Übersehen wird bei der Rechtfertigung des Wirtschaftskrieges der NATO, daß niemand die NATO zur Hüterin des Völkerrechts ernannt hat - das wäre angesichts zahlloser Angriffskriege von NATO-Staaten überaus skurril. Die Sanktionspolitik der NATO selbst ist ein Verstoß gegen das Neutralitätsgebot des Völkerrechts. Tatsache ist, daß NATO-Staaten, allen voran die USA als NATO-Führungsmacht, alle Staaten mit Sanktionen belegen, die eine eigenständige Politik betreiben (militärisch und wirtschaftlich) und den Interessen der USA und/oder der NATO in die Quere kommen. Sanktionen wurden z.B. unter wechselnden Vorwänden verhängt gegen China, den Iran, den Irak, Syrien, gegen Venezuela, Kuba, die UdSSR, Rußland, aber auch gegen sogenannte enge Freunde wie die Europäische Union und Deutschland. Sanktionspolitik ist Agressionspolitik.

Was treibt die USA als führenden Motor dieser Politik an?

Die USA waren nach dem zweiten Weltkrieg unangefochtene militärische und wirtschaftliche Führungsmacht der Welt. Aber der Kapitalismus war im Gefolge des Krieges global geschwächt. Die UdSSR hatte sich behauptet, ihre militärstrategische Einflußsphäre erweitert und die Revolutionen in Südostasien hatten den Weltmarkt geographisch erheblich verkleinert. Den USA und den geschwächten imperialistischen Mächten Europas und Asiens gelang es dennoch dank der gigantischen Kapitalvernichtung im Weltkrieg eine Phase der kapitalistischen Konsolidierung einzuleiten.

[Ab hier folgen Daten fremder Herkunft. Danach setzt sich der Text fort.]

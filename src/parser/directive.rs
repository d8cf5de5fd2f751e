//! Directive table parser.
//!
//! PmWiki serializes a table as a flat stream of `(:head:)` and `(:cell:)`
//! lines: first every column header, then for each row a row header followed
//! by its cells. The first row has no header directive of its own; its header
//! is written as the last column header. [`TableBuilder`] undoes that by
//! moving the last column header onto the first row when the first cell
//! shows up.

use crate::model::{DirectiveTable, GridRow};

/// One recognized line of a directive table body.
#[derive(Debug, Clone, PartialEq, Eq)]
pub enum TableToken {
    /// `(:head:)` or `(:headnr:)`
    Header(String),
    /// `(:cell:)` or `(:cellnr:)`
    Cell(String),
}

impl TableToken {
    /// Recognize a single trimmed line. Anything other than a header or cell
    /// directive yields `None`.
    pub fn from_line(line: &str) -> Option<Self> {
        if line.starts_with("(:head") {
            directive_content(line).map(TableToken::Header)
        } else if line.starts_with("(:cell") {
            directive_content(line).map(TableToken::Cell)
        } else {
            None
        }
    }
}

/// Text following the directive's closing `:)`.
fn directive_content(line: &str) -> Option<String> {
    let (_, content) = line.split_once(":)")?;
    Some(content.trim().to_string())
}

/// Split a table body into tokens. Encoded `%0a` line breaks count as real
/// ones; blank and unknown lines are dropped.
pub fn tokenize(body: &str) -> Vec<TableToken> {
    body.replace("%0a", "\n")
        .split('\n')
        .map(str::trim)
        .filter(|line| !line.is_empty())
        .filter_map(TableToken::from_line)
        .collect()
}

/// Finite-state builder turning the token stream into a grid.
#[derive(Debug, Default)]
pub struct TableBuilder {
    column_headers: Vec<String>,
    rows: Vec<GridRow>,
    current: GridRow,
    seen_first_cell: bool,
}

impl TableBuilder {
    /// Create a builder in its initial state.
    pub fn new() -> Self {
        Self::default()
    }

    /// Feed one token.
    pub fn push(&mut self, token: TableToken) {
        match token {
            TableToken::Header(content) if !self.seen_first_cell => {
                self.column_headers.push(content);
            }
            TableToken::Header(content) => {
                self.finish_row();
                self.current = GridRow::new(content);
            }
            TableToken::Cell(content) => {
                if !self.seen_first_cell {
                    self.seen_first_cell = true;
                    if let Some(header) = self.column_headers.pop() {
                        log::trace!("Column header {:?} becomes the first row header", header);
                        self.current.header = header;
                    }
                }
                self.current.cells.push(content);
            }
        }
    }

    /// Whether a cell has been seen, i.e. column headers are closed.
    pub fn in_body(&self) -> bool {
        self.seen_first_cell
    }

    fn finish_row(&mut self) {
        let row = std::mem::take(&mut self.current);
        if !row.is_blank() {
            self.rows.push(row);
        }
    }

    /// Close any open row and return the grid.
    pub fn finish(mut self) -> DirectiveTable {
        self.finish_row();
        DirectiveTable {
            column_headers: self.column_headers,
            rows: self.rows,
        }
    }
}

/// Parse a table body into a grid. Returns `None` when the body holds no
/// header or cell directive at all.
pub fn parse_table(body: &str) -> Option<DirectiveTable> {
    let tokens = tokenize(body);
    if tokens.is_empty() {
        return None;
    }
    log::trace!("Directive table with {} tokens", tokens.len());

    let mut builder = TableBuilder::new();
    for token in tokens {
        builder.push(token);
    }
    Some(builder.finish())
}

Erst in den siebziger Jahren wurde klar, daß der Nachkriegsboom der imperialistischen Wirtschaft zu Ende war. Die wiedererstarkten anderen kapitalistischen Mächte schmälerten den ökonomischen Einfluß der USA und wurden mehr und mehr zu wirtschaftlichen Konkurrenten. Auch der Zusammenbruch der UdSSR und die soziale Konterrevolution in China hielten den relativen ökonomischen Niedergang des US-Imperialismus nicht auf. Die Zerstückelung der UdSSR wurde - aus Sicht der US-Strategen - nicht zu Ende geführt. Rußland konsolidierte sich und wurde zu einem neuen Konkurrenten. China ist auf dem Weg, eine neue imperialistische Führungsmacht zu werden. China drängt bereits jetzt US-amerikanischen Einfluß in Südostasien zurück und hat sich zu einer militärischen Supermacht entwickelt.

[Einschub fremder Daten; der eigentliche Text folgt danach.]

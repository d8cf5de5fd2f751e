//! Table reconstruction stages.

use once_cell::sync::Lazy;
use regex::{Captures, Regex};

use crate::parser::parse_table;
use crate::render::{render_grid_table, render_pipe_table};

static DIRECTIVE_TABLE: Lazy<Regex> =
    Lazy::new(|| Regex::new(r"(?s)\(:table[^:]*:\)(.*?)\(:tableend:\)").unwrap());

static PIPE_TABLE: Lazy<Regex> = Lazy::new(|| {
    Regex::new(r"(.*?)\|\|border=\d+[ \t]*\n((?:\|\|.*\|\|[ \t]*(?:\n|$))+)").unwrap()
});

/// Replace every `(:table:) ... (:tableend:)` region with a grid table.
/// Regions without any header or cell directive vanish.
pub fn convert_directive_tables(text: &str) -> String {
    DIRECTIVE_TABLE
        .replace_all(text, |caps: &Captures| {
            parse_table(&caps[1])
                .map(|table| render_grid_table(&table))
                .unwrap_or_default()
        })
        .into_owned()
}

/// Replace every `||border=N` block with a grid table. Needs real newlines,
/// so it runs after line-break normalization.
pub fn convert_pipe_tables(text: &str) -> String {
    PIPE_TABLE
        .replace_all(text, |caps: &Captures| {
            let content = &caps[2];
            let rows: Vec<&str> = content
                .split('\n')
                .filter(|line| !line.trim().is_empty())
                .collect();

            let mut table = render_pipe_table(&caps[1], &rows);
            if content.ends_with('\n') {
                table.push('\n');
            }
            table
        })
        .into_owned()
}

Aus US-amerikanischer Sicht ist daher die Konfrontation mit China unausweichlich. Sie hat deshalb die NATO gedrängt, China als strategischen Hauptfeind zu benennen. Um die Konfrontation mit China für den Imperialismus aussichtsreich zu machen, muß China ökonomisch stranguliert werden. Ohne die Blockade jeder Energiezufuhr nach China und ohne die Absperrung seiner Handelswege wird das nicht möglich sein. Die Beherrschung Rußlands ist folglich das nächstliegende Ziel der USA und ihrer Bündnispartner. Die jetzige Sanktionspolitik gegen Rußland ist auf diesem Weg nur ein strategisches Etappenziel. Die Schwächung Rußlands ist der Hauptzweck, die Zerstörung der Ukraine ein Bauernopfer.

Der Wirtschaftskrieg der NATO dient keinen moralischen Geboten, er entspringt nicht der Solidarität mit einer nur in den westlichen Medien und den Propagandareden Selenskys existierenden ukrainischen Demokratie. Er soll Rußland schwächen und seine Zerschlagung vorbereiten. Alles, um die Hoffnungen der USA und der anderen imperialistischen Mächte auf eine Überwindung der kapitalistischen Stagnation zu nähren.

Der Wirtschaftskrieg der NATO gegen Rußland ist durch die Verschärfung der Inflation zugleich ein Wirtschaftskrieg gegen die abhängig beschäftigte Bevölkerung der NATO-Staaten und des Großteils der kapitalistischen Welt.

Notwendig ist daher ein entschlossener Widerstand gegen den Wirtschaftskrieg der NATO und seine militärische Komponente, die Verlängerung des Ukrainekrieges durch Waffenlieferungen an die Ukraine.